Each line from the first down to the one containing "making the request." should be returned exactly as it appears below.

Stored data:
§
//! Access policy for identity operations.
//!
//! A static table, decoupled from any transport. The transport layer only
//! supplies two facts: whether the request is authenticated, and as whom.

use uuid::Uuid;

use crate::errors::{IdentityError, IdentityResult};

/// Who is making the request.
#[derive(Debug, Clone, Copy, PartialEq, Eq)]
pub enum Viewer {
    Anonymous,
    Authenticated { id: Uuid, is_admin: bool },
}

impl Viewer {
    pub fn is_authenticated(&self) -> bool {
        matches!(self, Viewer::Authenticated { .. })
    }

    /// True when the viewer is the identity itself or an administrator.
    pub fn is_self_or_admin(&self, target: Uuid) -> bool {
        match self {
            Viewer::Anonymous => false,
            Viewer::Authenticated { id, is_admin } => *is_admin || *id == target,
        }
    }
}

/// Identity operations subject to the policy table.
#[derive(Debug, Clone, Copy, PartialEq, Eq)]
pub enum Action {
    /// Create a new identity (open to anyone)
    Register,
    /// List all identities
    List,
    /// Retrieve a single identity
    Retrieve(Uuid),
    /// Update a single identity
    Update(Uuid),
    /// Deactivate a single identity
    Deactivate(Uuid),
    /// View the caller's own profile
    ViewOwnProfile,
}

/// Apply the policy table.
///
/// | Action                | Required state                              |
/// |-----------------------|---------------------------------------------|
/// | Register              | none (open)                                 |
/// | List                  | authenticated                               |
/// | Retrieve              | authenticated                               |
/// | Update / Deactivate   | authenticated, and (is self OR is admin)    |
/// | ViewOwnProfile        | authenticated                               |
///
/// `Unauthorized` for unauthenticated viewers, `Forbidden` for an
/// authenticated viewer acting on someone else without admin rights.
pub fn authorize(action: Action, viewer: Viewer) -> IdentityResult<()> {
    match action {
        Action::Register => Ok(()),
        Action::List | Action::Retrieve(_) | Action::ViewOwnProfile => {
            if viewer.is_authenticated() {
                Ok(())
            } else {
                Err(IdentityError::Unauthorized)
            }
        }
        Action::Update(target) | Action::Deactivate(target) => {
            if !viewer.is_authenticated() {
                Err(IdentityError::Unauthorized)
            } else if viewer.is_self_or_admin(target) {
                Ok(())
            } else {
                Err(IdentityError::Forbidden)
            }
        }
    }
}

#[cfg(test)]
mod tests {
    use super::*;

    fn user(id: Uuid) -> Viewer {
        Viewer::Authenticated {
            id,
            is_admin: false,
        }
    }

    fn admin() -> Viewer {
        Viewer::Authenticated {
            id: Uuid::new_v4(),
            is_admin: true,
        }
    }

    #[test]
    fn register_is_open_to_anyone() {
        assert!(authorize(Action::Register, Viewer::Anonymous).is_ok());
        assert!(authorize(Action::Register, user(Uuid::new_v4())).is_ok());
    }

    #[test]
    fn list_requires_authentication() {
        assert!(matches!(
            authorize(Action::List, Viewer::Anonymous),
            Err(IdentityError::Unauthorized)
        ));
        assert!(authorize(Action::List, user(Uuid::new_v4())).is_ok());
    }

    #[test]
    fn update_requires_self_or_admin() {
        let target = Uuid::new_v4();

        assert!(matches!(
            authorize(Action::Update(target), Viewer::Anonymous),
            Err(IdentityError::Unauthorized)
        ));
        assert!(matches!(
            authorize(Action::Update(target), user(Uuid::new_v4())),
            Err(IdentityError::Forbidden)
        ));
        assert!(authorize(Action::Update(target), user(target)).is_ok());
        assert!(authorize(Action::Update(target), admin()).is_ok());
    }

    #[test]
    fn deactivate_follows_update_rules() {
        let target = Uuid::new_v4();
        assert!(matches!(
            authorize(Action::Deactivate(target), user(Uuid::new_v4())),
            Err(IdentityError::Forbidden)
        ));
        assert!(authorize(Action::Deactivate(target), admin()).is_ok());
    }

    #[test]
    fn own_profile_requires_authentication() {
        assert!(matches!(
            authorize(Action::ViewOwnProfile, Viewer::Anonymous),
            Err(IdentityError::Unauthorized)
        ));
        assert!(authorize(Action::ViewOwnProfile, user(Uuid::new_v4())).is_ok());
    }
}
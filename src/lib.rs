//! identity-core - User identity and credential-registration validation.
//!
//! The domain core of a user-account system: the shape of an identity
//! record and the rules for turning a registration request into a valid,
//! persistable identity. Transport, token issuance, template rendering, and
//! the real system of record are external collaborators; this crate exposes
//! the operations they call into.
//!
//! # Architecture Layers
//!
//! - **config**: Policy constants and env-backed settings
//! - **domain**: Identity record, password value object, access policy
//! - **services**: Registration validator and identity use cases
//! - **infra**: Repository contract and the in-memory store
//! - **types**: Shared types (pagination)
//! - **errors**: Centralized error handling
//!
//! # Example
//!
//! ```
//! use std::sync::Arc;
//!
//! use identity_core::config::Settings;
//! use identity_core::domain::RegistrationRequest;
//! use identity_core::infra::MemoryIdentityStore;
//! use identity_core::services::{Registrar, RegistrationService};
//!
//! # #[tokio::main(flavor = "current_thread")]
//! # async fn main() {
//! let registrar = Registrar::new(Arc::new(MemoryIdentityStore::new()), Settings::default());
//!
//! let identity = registrar
//!     .register(RegistrationRequest {
//!         username: "alice".to_string(),
//!         email: "alice@example.com".to_string(),
//!         first_name: "Alice".to_string(),
//!         last_name: String::new(),
//!         password: "correct horse battery".to_string(),
//!         password_confirm: "correct horse battery".to_string(),
//!     })
//!     .await
//!     .unwrap();
//!
//! assert_eq!(identity.full_name(), "Alice");
//! # }
//! ```

pub mod config;
pub mod domain;
pub mod errors;
pub mod infra;
pub mod services;
pub mod types;

// Re-export commonly used types at crate root
pub use config::Settings;
pub use domain::{IdentityView, Password, RegistrationRequest, UserIdentity, Viewer};
pub use errors::{IdentityError, IdentityResult};
pub use infra::{IdentityRepository, MemoryIdentityStore};
pub use services::{IdentityManager, IdentityService, Registrar, RegistrationService};
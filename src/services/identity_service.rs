//! Identity service - read and update operations over registered identities.
//!
//! Every operation is gated by the access policy table before touching the
//! repository. Display serialization always goes through [`IdentityView`],
//! which never carries credential material.

use std::sync::Arc;

use async_trait::async_trait;
use uuid::Uuid;
use validator::Validate;

use crate::domain::{authorize, Action, IdentityView, ProfileUpdate, UserIdentity, Viewer};
use crate::errors::{IdentityError, IdentityResult, OptionExt};
use crate::infra::IdentityRepository;
use crate::types::{Page, PaginationParams};

/// Serialize an identity for display.
///
/// Never contains `password_hash` or `password_confirm`. The identity's
/// owner and administrators additionally see the status flags and
/// `updated_at`; everyone else gets the public field set.
pub fn serialize_for_display(identity: &UserIdentity, viewer_is_self_or_admin: bool) -> IdentityView {
    if viewer_is_self_or_admin {
        IdentityView::privileged(identity)
    } else {
        IdentityView::public(identity)
    }
}

/// Identity read/update operations.
#[async_trait]
pub trait IdentityService: Send + Sync {
    /// Retrieve one identity (authenticated viewers only)
    async fn get_identity(&self, viewer: Viewer, id: Uuid) -> IdentityResult<IdentityView>;

    /// List identities, paginated (authenticated viewers only)
    async fn list_identities(
        &self,
        viewer: Viewer,
        params: PaginationParams,
    ) -> IdentityResult<Page<IdentityView>>;

    /// Update name fields (self or admin)
    async fn update_profile(
        &self,
        viewer: Viewer,
        id: Uuid,
        update: ProfileUpdate,
    ) -> IdentityResult<IdentityView>;

    /// Set staff/superuser flags (admin only)
    async fn set_role_flags(
        &self,
        viewer: Viewer,
        id: Uuid,
        is_staff: bool,
        is_superuser: bool,
    ) -> IdentityResult<IdentityView>;

    /// Deactivate an identity (self or admin); identities are never hard-deleted
    async fn deactivate(&self, viewer: Viewer, id: Uuid) -> IdentityResult<()>;

    /// The caller's own profile
    async fn view_own_profile(&self, viewer: Viewer) -> IdentityResult<IdentityView>;

    /// Mark an identity verified. Called by the external verification
    /// workflow, which authenticates out of band.
    async fn mark_verified(&self, id: Uuid) -> IdentityResult<IdentityView>;
}

/// Concrete implementation backed by an explicit repository.
pub struct IdentityManager {
    repo: Arc<dyn IdentityRepository>,
}

impl IdentityManager {
    pub fn new(repo: Arc<dyn IdentityRepository>) -> Self {
        Self { repo }
    }

    async fn load(&self, id: Uuid) -> IdentityResult<UserIdentity> {
        self.repo.find_by_id(id).await?.ok_or_not_found()
    }
}

#[async_trait]
impl IdentityService for IdentityManager {
    async fn get_identity(&self, viewer: Viewer, id: Uuid) -> IdentityResult<IdentityView> {
        authorize(Action::Retrieve(id), viewer)?;
        let identity = self.load(id).await?;
        Ok(serialize_for_display(
            &identity,
            viewer.is_self_or_admin(id),
        ))
    }

    async fn list_identities(
        &self,
        viewer: Viewer,
        params: PaginationParams,
    ) -> IdentityResult<Page<IdentityView>> {
        authorize(Action::List, viewer)?;

        let identities = self.repo.list(params.offset(), params.limit()).await?;
        let total = self.repo.count().await?;

        let views = identities
            .iter()
            .map(|identity| serialize_for_display(identity, viewer.is_self_or_admin(identity.id)))
            .collect();

        Ok(Page::new(views, &params, total))
    }

    async fn update_profile(
        &self,
        viewer: Viewer,
        id: Uuid,
        update: ProfileUpdate,
    ) -> IdentityResult<IdentityView> {
        authorize(Action::Update(id), viewer)?;
        update
            .validate()
            .map_err(|e| IdentityError::validation(e.to_string()))?;

        let mut identity = self.load(id).await?;
        let first = update.first_name.unwrap_or_else(|| identity.first_name.clone());
        let last = update.last_name.unwrap_or_else(|| identity.last_name.clone());
        identity.update_name(first, last);

        let saved = self.repo.update(identity).await?;
        Ok(serialize_for_display(&saved, true))
    }

    async fn set_role_flags(
        &self,
        viewer: Viewer,
        id: Uuid,
        is_staff: bool,
        is_superuser: bool,
    ) -> IdentityResult<IdentityView> {
        // Role escalation is admin-only; being the owner is not enough.
        match viewer {
            Viewer::Anonymous => return Err(IdentityError::Unauthorized),
            Viewer::Authenticated { is_admin: false, .. } => {
                return Err(IdentityError::Forbidden)
            }
            Viewer::Authenticated { is_admin: true, .. } => {}
        }

        let mut identity = self.load(id).await?;
        identity.set_role_flags(is_staff, is_superuser);
        let saved = self.repo.update(identity).await?;
        Ok(serialize_for_display(&saved, true))
    }

    async fn deactivate(&self, viewer: Viewer, id: Uuid) -> IdentityResult<()> {
        authorize(Action::Deactivate(id), viewer)?;

        let mut identity = self.load(id).await?;
        identity.deactivate();
        self.repo.update(identity).await?;
        tracing::info!(id = %id, "identity deactivated");
        Ok(())
    }

    async fn view_own_profile(&self, viewer: Viewer) -> IdentityResult<IdentityView> {
        authorize(Action::ViewOwnProfile, viewer)?;
        let id = match viewer {
            Viewer::Authenticated { id, .. } => id,
            // Unreachable after the policy check; kept explicit
            Viewer::Anonymous => return Err(IdentityError::Unauthorized),
        };

        let identity = self.load(id).await?;
        Ok(serialize_for_display(&identity, true))
    }

    async fn mark_verified(&self, id: Uuid) -> IdentityResult<IdentityView> {
        let mut identity = self.load(id).await?;
        identity.mark_verified();
        let saved = self.repo.update(identity).await?;
        Ok(serialize_for_display(&saved, true))
    }
}
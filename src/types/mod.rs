//! Shared types used across services.

pub mod pagination;

pub use pagination::{Page, PageMeta, PaginationParams};
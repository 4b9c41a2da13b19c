//! Service layer - application use cases over the domain.
//!
//! Services receive their repository explicitly; nothing here reaches for
//! ambient state.

pub mod identity_service;
pub mod registration;

pub use identity_service::{serialize_for_display, IdentityManager, IdentityService};
pub use registration::{Registrar, RegistrationService};
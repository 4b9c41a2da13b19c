//! Identity repository abstraction.
//!
//! The system of record is external to this crate; services receive a
//! repository explicitly rather than reaching for ambient state. The store
//! must enforce username/email uniqueness atomically at commit time and
//! surface violations distinguishably, so a concurrent duplicate
//! registration can never yield two successes.

use async_trait::async_trait;
use thiserror::Error;
use uuid::Uuid;

use crate::domain::UserIdentity;
use crate::errors::IdentityError;

/// Field covered by a storage-level unique constraint.
#[derive(Debug, Clone, Copy, PartialEq, Eq)]
pub enum UniqueField {
    Username,
    Email,
}

impl std::fmt::Display for UniqueField {
    fn fmt(&self, f: &mut std::fmt::Formatter<'_>) -> std::fmt::Result {
        match self {
            UniqueField::Username => write!(f, "username"),
            UniqueField::Email => write!(f, "email"),
        }
    }
}

/// Storage layer errors.
///
/// `UniqueViolation` is the commit-time outcome of a lost uniqueness race;
/// callers translate it into the validation taxonomy instead of leaking a
/// storage-specific error.
#[derive(Error, Debug)]
pub enum StoreError {
    #[error("unique constraint violated on {0}")]
    UniqueViolation(UniqueField),

    #[error("record not found")]
    NotFound,

    #[error("storage backend failure: {0}")]
    Backend(String),
}

impl From<StoreError> for IdentityError {
    fn from(err: StoreError) -> Self {
        match err {
            StoreError::UniqueViolation(UniqueField::Username) => IdentityError::DuplicateUsername,
            StoreError::UniqueViolation(UniqueField::Email) => IdentityError::DuplicateEmail,
            StoreError::NotFound => IdentityError::NotFound,
            StoreError::Backend(_) => IdentityError::Store(err),
        }
    }
}

/// Result type for storage operations
pub type StoreResult<T> = Result<T, StoreError>;

/// Repository contract for identity records.
#[async_trait]
pub trait IdentityRepository: Send + Sync {
    /// Find identity by id
    async fn find_by_id(&self, id: Uuid) -> StoreResult<Option<UserIdentity>>;

    /// Find identity by exact username
    async fn find_by_username(&self, username: &str) -> StoreResult<Option<UserIdentity>>;

    /// Find identity by exact email
    async fn find_by_email(&self, email: &str) -> StoreResult<Option<UserIdentity>>;

    /// Persist a new identity.
    ///
    /// Must check-and-insert atomically: a username or email collision is
    /// reported as `UniqueViolation` even under concurrent creates.
    async fn create(&self, identity: UserIdentity) -> StoreResult<UserIdentity>;

    /// Persist changes to an existing identity
    async fn update(&self, identity: UserIdentity) -> StoreResult<UserIdentity>;

    /// List identities ordered by creation time
    async fn list(&self, offset: u64, limit: u64) -> StoreResult<Vec<UserIdentity>>;

    /// Count all identities
    async fn count(&self) -> StoreResult<u64>;
}
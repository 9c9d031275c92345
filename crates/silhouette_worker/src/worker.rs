//! Worker-side job execution.
//!
//! Shared by the in-process thread transport and the stdio child process.
//!
//! Thread design (stdio worker):
//! - Thread 0 (stdin reader): reads lines → request channel
//! - Thread 1 (main loop): runs one job at a time, writes messages to stdout

use std::any::Any;
use std::io::{self, BufRead, Write};
use std::panic::{self, AssertUnwindSafe};
use std::sync::atomic::AtomicBool;
use std::thread;

use crossbeam_channel::{Receiver, Sender};

use crate::constants::PANIC_EXIT_CODE;
use crate::error::SolveError;
use crate::options::RequestOptions;
use crate::protocol::{JobId, WorkerMessage, WorkerRequest};
use crate::solver::{ProgressReporter, SilhouetteSolver};
use crate::types::MeshBuffers;

/// How a job ended on the worker.
#[derive(Debug, PartialEq)]
pub enum JobOutcome {
  /// Terminal message to send back (`Result` or `Error`).
  Finished(WorkerMessage),

  /// The worker is being torn down; nothing is sent.
  Cancelled,

  /// The solver panicked with this message.
  Panicked(String),
}

/// Run one job, forwarding progress through `emit`.
///
/// Panics inside the solver are caught and returned as
/// `JobOutcome::Panicked`.
pub fn run_job<S: SilhouetteSolver + ?Sized>(
  solver: &S,
  job: JobId,
  mesh: MeshBuffers,
  options: &RequestOptions,
  cancelled: &AtomicBool,
  emit: &mut dyn FnMut(WorkerMessage),
) -> JobOutcome {
  tracing::debug!(
    job = job.raw(),
    vertices = mesh.vertex_count(),
    indexed = mesh.is_indexed(),
    output = ?options.output,
    "Running job"
  );

  let outcome = panic::catch_unwind(AssertUnwindSafe(|| {
    let mut reporter =
      ProgressReporter::new(job, options.included_progress_callback, cancelled, emit);
    solver.solve(mesh, options, &mut reporter)
  }));

  match outcome {
    Ok(Ok(result)) => JobOutcome::Finished(WorkerMessage::Result { job, result }),
    Ok(Err(SolveError::Failed(message))) => JobOutcome::Finished(WorkerMessage::error(job, message)),
    Ok(Err(SolveError::Cancelled)) => JobOutcome::Cancelled,
    Err(payload) => JobOutcome::Panicked(panic_message(payload.as_ref())),
  }
}

pub(crate) fn panic_message(payload: &(dyn Any + Send)) -> String {
  match panic_reason(payload) {
    Some(reason) => format!("worker panicked: {reason}"),
    None => "worker panicked".to_string(),
  }
}

/// Text of a `panic!` payload, if it carried one.
pub(crate) fn panic_reason(payload: &(dyn Any + Send)) -> Option<&str> {
  payload
    .downcast_ref::<&str>()
    .copied()
    .or_else(|| payload.downcast_ref::<String>().map(String::as_str))
}

/// Run the stdio worker until `Shutdown` or stdin closes.
///
/// Reads one JSON request per line from stdin and writes one JSON message per
/// line to stdout. Logs must go to stderr. A solver panic ends the process
/// with a non-zero status so the parent sees the crash.
pub fn run_stdio_worker<S: SilhouetteSolver>(solver: S) -> io::Result<()> {
  tracing::info!(pid = std::process::id(), "Stdio worker starting");

  let (line_tx, line_rx): (Sender<String>, Receiver<String>) = crossbeam_channel::unbounded();
  thread::Builder::new()
    .name("silhouette-stdin".to_string())
    .spawn(move || {
      let stdin = io::stdin();
      for line in stdin.lock().lines() {
        match line {
          Ok(l) if !l.trim().is_empty() => {
            if line_tx.send(l).is_err() {
              break;
            }
          }
          Ok(_) => {}
          Err(_) => break,
        }
      }
      tracing::debug!("Stdin reader thread exiting");
    })?;

  let stdout = io::stdout();
  let mut out = stdout.lock();
  let never_cancelled = AtomicBool::new(false);

  for line in line_rx.iter() {
    let request: WorkerRequest = match serde_json::from_str(&line) {
      Ok(r) => r,
      Err(e) => {
        tracing::warn!("Failed to parse request: {e}");
        if let Some(reply) = reject_unreadable(&line, &e) {
          write_message(&mut out, &reply)?;
        }
        continue;
      }
    };

    let (job, position, index, options) = match request {
      WorkerRequest::Shutdown => break,
      WorkerRequest::Generate {
        job,
        position,
        index,
        options,
      } => (job, position, index, options),
    };

    let mut write_error = None;
    let outcome = {
      let mut emit = |message: WorkerMessage| {
        if write_error.is_none() {
          if let Err(e) = write_message(&mut out, &message) {
            write_error = Some(e);
          }
        }
      };
      run_job(
        &solver,
        job,
        MeshBuffers::new(position, index),
        &options,
        &never_cancelled,
        &mut emit,
      )
    };
    if let Some(e) = write_error {
      return Err(e);
    }

    match outcome {
      JobOutcome::Finished(message) => write_message(&mut out, &message)?,
      JobOutcome::Cancelled => {}
      JobOutcome::Panicked(message) => {
        tracing::error!(job = job.raw(), "{message}");
        std::process::exit(PANIC_EXIT_CODE);
      }
    }
  }

  tracing::info!("Stdio worker exiting");
  Ok(())
}

/// Error reply for a request that names its job but cannot be decoded, so
/// the caller's job still settles.
fn reject_unreadable(line: &str, err: &serde_json::Error) -> Option<WorkerMessage> {
  let value: serde_json::Value = serde_json::from_str(line).ok()?;
  let job = value.get("job")?.as_u64()?;
  Some(WorkerMessage::error(JobId::from(job), format!("invalid request: {err}")))
}

fn write_message(out: &mut impl Write, message: &WorkerMessage) -> io::Result<()> {
  serde_json::to_writer(&mut *out, message)?;
  out.write_all(b"\n")?;
  out.flush()
}
//! Core mesh buffer types shared by the caller and the worker.

use glam::Vec3;
use serde::{Deserialize, Serialize};

use crate::constants::{INDEX_ITEM_SIZE, POSITION_ITEM_SIZE};

/// Output mode selecting one merged result or one result per group.
#[derive(Clone, Copy, Debug, Default, PartialEq, Eq, Hash, Serialize, Deserialize)]
#[serde(rename_all = "lowercase")]
pub enum OutputMode {
  /// One merged mesh.
  #[default]
  Single,

  /// One mesh per connected silhouette group, in discovery order.
  Both,
}

/// Raw geometry buffers handed to (and returned from) the worker.
///
/// Passed by value: submitting a job moves the buffers into the worker, and
/// the caller gets them back only through the result.
#[derive(Clone, Debug, Default, PartialEq, Serialize, Deserialize)]
pub struct MeshBuffers {
  /// Flat vertex positions, 3 floats per vertex.
  pub position: Vec<f32>,

  /// Flat triangle indices, or `None` for a non-indexed mesh.
  #[serde(default, skip_serializing_if = "Option::is_none")]
  pub index: Option<Vec<u32>>,
}

impl MeshBuffers {
  pub fn new(position: Vec<f32>, index: Option<Vec<u32>>) -> Self {
    Self { position, index }
  }

  /// Indexed mesh.
  pub fn indexed(position: Vec<f32>, index: Vec<u32>) -> Self {
    Self::new(position, Some(index))
  }

  /// Non-indexed mesh (every 3 vertices form a triangle).
  pub fn non_indexed(position: Vec<f32>) -> Self {
    Self::new(position, None)
  }

  /// Copy borrowed data into owned buffers.
  ///
  /// Use this when the caller must keep its own geometry after submitting.
  pub fn from_slices(position: &[f32], index: Option<&[u32]>) -> Self {
    Self::new(position.to_vec(), index.map(<[u32]>::to_vec))
  }

  /// Number of vertices (position triplets).
  pub fn vertex_count(&self) -> usize {
    self.position.len() / POSITION_ITEM_SIZE
  }

  /// Number of indices, 0 when non-indexed.
  pub fn index_count(&self) -> usize {
    self.index.as_ref().map_or(0, Vec::len)
  }

  pub fn is_indexed(&self) -> bool {
    self.index.is_some()
  }

  /// Number of triangles described by the buffers.
  pub fn triangle_count(&self) -> usize {
    match &self.index {
      Some(index) => index.len() / 3,
      None => self.vertex_count() / 3,
    }
  }

  /// Check buffer strides.
  ///
  /// Returns a human readable reason on failure.
  pub fn check_layout(&self) -> Result<(), String> {
    if self.position.len() % POSITION_ITEM_SIZE != 0 {
      return Err(format!(
        "position buffer length {} is not a multiple of {}",
        self.position.len(),
        POSITION_ITEM_SIZE
      ));
    }
    if let Some(index) = &self.index {
      if index.len() % 3 != 0 {
        return Err(format!(
          "index buffer length {} is not a multiple of 3",
          index.len()
        ));
      }
    }
    Ok(())
  }

  /// Vertex position at `i`.
  #[inline]
  pub fn vertex(&self, i: usize) -> Vec3 {
    let base = i * POSITION_ITEM_SIZE;
    Vec3::new(
      self.position[base],
      self.position[base + 1],
      self.position[base + 2],
    )
  }
}

/// Axis-aligned bounding box.
#[repr(C)]
#[derive(Clone, Copy, Debug, PartialEq)]
pub struct MinMaxAABB {
  pub min: [f32; 3],
  pub max: [f32; 3],
}

impl MinMaxAABB {
  /// Create AABB with inverted extents (ready for encapsulation).
  pub fn empty() -> Self {
    Self {
      min: [f32::INFINITY; 3],
      max: [f32::NEG_INFINITY; 3],
    }
  }

  /// Create AABB from min/max corners.
  pub fn new(min: [f32; 3], max: [f32; 3]) -> Self {
    Self { min, max }
  }

  /// Bounds of a flat position buffer.
  pub fn from_positions(position: &[f32]) -> Self {
    let mut aabb = Self::empty();
    for p in position.chunks_exact(POSITION_ITEM_SIZE) {
      aabb.encapsulate([p[0], p[1], p[2]]);
    }
    aabb
  }

  /// Expand AABB to include a point.
  #[inline]
  pub fn encapsulate(&mut self, point: [f32; 3]) {
    for i in 0..3 {
      self.min[i] = self.min[i].min(point[i]);
      self.max[i] = self.max[i].max(point[i]);
    }
  }

  /// Check if AABB is valid (min <= max on all axes).
  pub fn is_valid(&self) -> bool {
    self.min[0] <= self.max[0] && self.min[1] <= self.max[1] && self.min[2] <= self.max[2]
  }
}

impl Default for MinMaxAABB {
  fn default() -> Self {
    Self::empty()
  }
}

/// Typed view over a flat buffer with a fixed number of components per item.
#[derive(Clone, Debug, PartialEq)]
pub struct BufferAttribute<T> {
  array: Vec<T>,
  item_size: usize,
}

impl<T> BufferAttribute<T> {
  /// Wrap `array`. `array.len()` must be a multiple of `item_size`.
  pub(crate) fn new(array: Vec<T>, item_size: usize) -> Self {
    debug_assert!(item_size > 0 && array.len() % item_size == 0);
    Self { array, item_size }
  }

  /// Components per item (3 for positions, 1 for indices).
  pub fn item_size(&self) -> usize {
    self.item_size
  }

  /// Number of items.
  pub fn count(&self) -> usize {
    self.array.len() / self.item_size
  }

  pub fn array(&self) -> &[T] {
    &self.array
  }

  pub fn into_array(self) -> Vec<T> {
    self.array
  }
}

/// Caller-facing mesh rebuilt from worker buffers.
#[derive(Clone, Debug, PartialEq)]
pub struct SilhouetteMesh {
  position: BufferAttribute<f32>,
  index: Option<BufferAttribute<u32>>,
  bounds: MinMaxAABB,
}

impl SilhouetteMesh {
  pub(crate) fn from_parts(position: Vec<f32>, index: Option<Vec<u32>>) -> Self {
    let bounds = MinMaxAABB::from_positions(&position);
    Self {
      position: BufferAttribute::new(position, POSITION_ITEM_SIZE),
      index: index.map(|index| BufferAttribute::new(index, INDEX_ITEM_SIZE)),
      bounds,
    }
  }

  pub fn position(&self) -> &BufferAttribute<f32> {
    &self.position
  }

  /// Index attribute, `None` for a non-indexed mesh.
  pub fn index(&self) -> Option<&BufferAttribute<u32>> {
    self.index.as_ref()
  }

  pub fn bounds(&self) -> MinMaxAABB {
    self.bounds
  }

  pub fn vertex_count(&self) -> usize {
    self.position.count()
  }

  pub fn index_count(&self) -> usize {
    self.index.as_ref().map_or(0, BufferAttribute::count)
  }

  pub fn is_indexed(&self) -> bool {
    self.index.is_some()
  }

  /// Number of triangles in the mesh.
  pub fn triangle_count(&self) -> usize {
    match &self.index {
      Some(index) => index.count() / 3,
      None => self.vertex_count() / 3,
    }
  }

  /// Returns true if no geometry was generated.
  pub fn is_empty(&self) -> bool {
    self.position.count() == 0
  }

  /// Iterate vertex positions.
  pub fn positions(&self) -> impl Iterator<Item = Vec3> + '_ {
    self
      .position
      .array()
      .chunks_exact(POSITION_ITEM_SIZE)
      .map(Vec3::from_slice)
  }

  /// Give the buffers back, e.g. to submit them as the next job's input.
  pub fn into_buffers(self) -> MeshBuffers {
    MeshBuffers::new(
      self.position.into_array(),
      self.index.map(BufferAttribute::into_array),
    )
  }
}

/// Settled value of a generation job.
#[derive(Clone, Debug, PartialEq)]
pub enum MeshResult {
  /// `OutputMode::Single`.
  Single(SilhouetteMesh),

  /// `OutputMode::Both`, in worker-emitted order.
  Groups(Vec<SilhouetteMesh>),
}

impl MeshResult {
  /// All meshes in order (one for `Single`).
  pub fn meshes(&self) -> &[SilhouetteMesh] {
    match self {
      MeshResult::Single(mesh) => std::slice::from_ref(mesh),
      MeshResult::Groups(meshes) => meshes,
    }
  }

  pub fn into_meshes(self) -> Vec<SilhouetteMesh> {
    match self {
      MeshResult::Single(mesh) => vec![mesh],
      MeshResult::Groups(meshes) => meshes,
    }
  }

  pub fn output_mode(&self) -> OutputMode {
    match self {
      MeshResult::Single(_) => OutputMode::Single,
      MeshResult::Groups(_) => OutputMode::Both,
    }
  }

  /// Single mesh, if this is a `Single` result.
  pub fn as_single(&self) -> Option<&SilhouetteMesh> {
    match self {
      MeshResult::Single(mesh) => Some(mesh),
      MeshResult::Groups(_) => None,
    }
  }
}

#[cfg(test)]
#[path = "types_test.rs"]
mod types_test;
§
__TASK ANSWER__.
//! Access policy for identity operations.
//!
//! A static table, decoupled from any transport. The transport layer only
//! supplies two facts: whether the request is authenticated, and as whom.

use uuid::Uuid;

use crate::errors::{IdentityError, IdentityResult};

/// Who is making the request.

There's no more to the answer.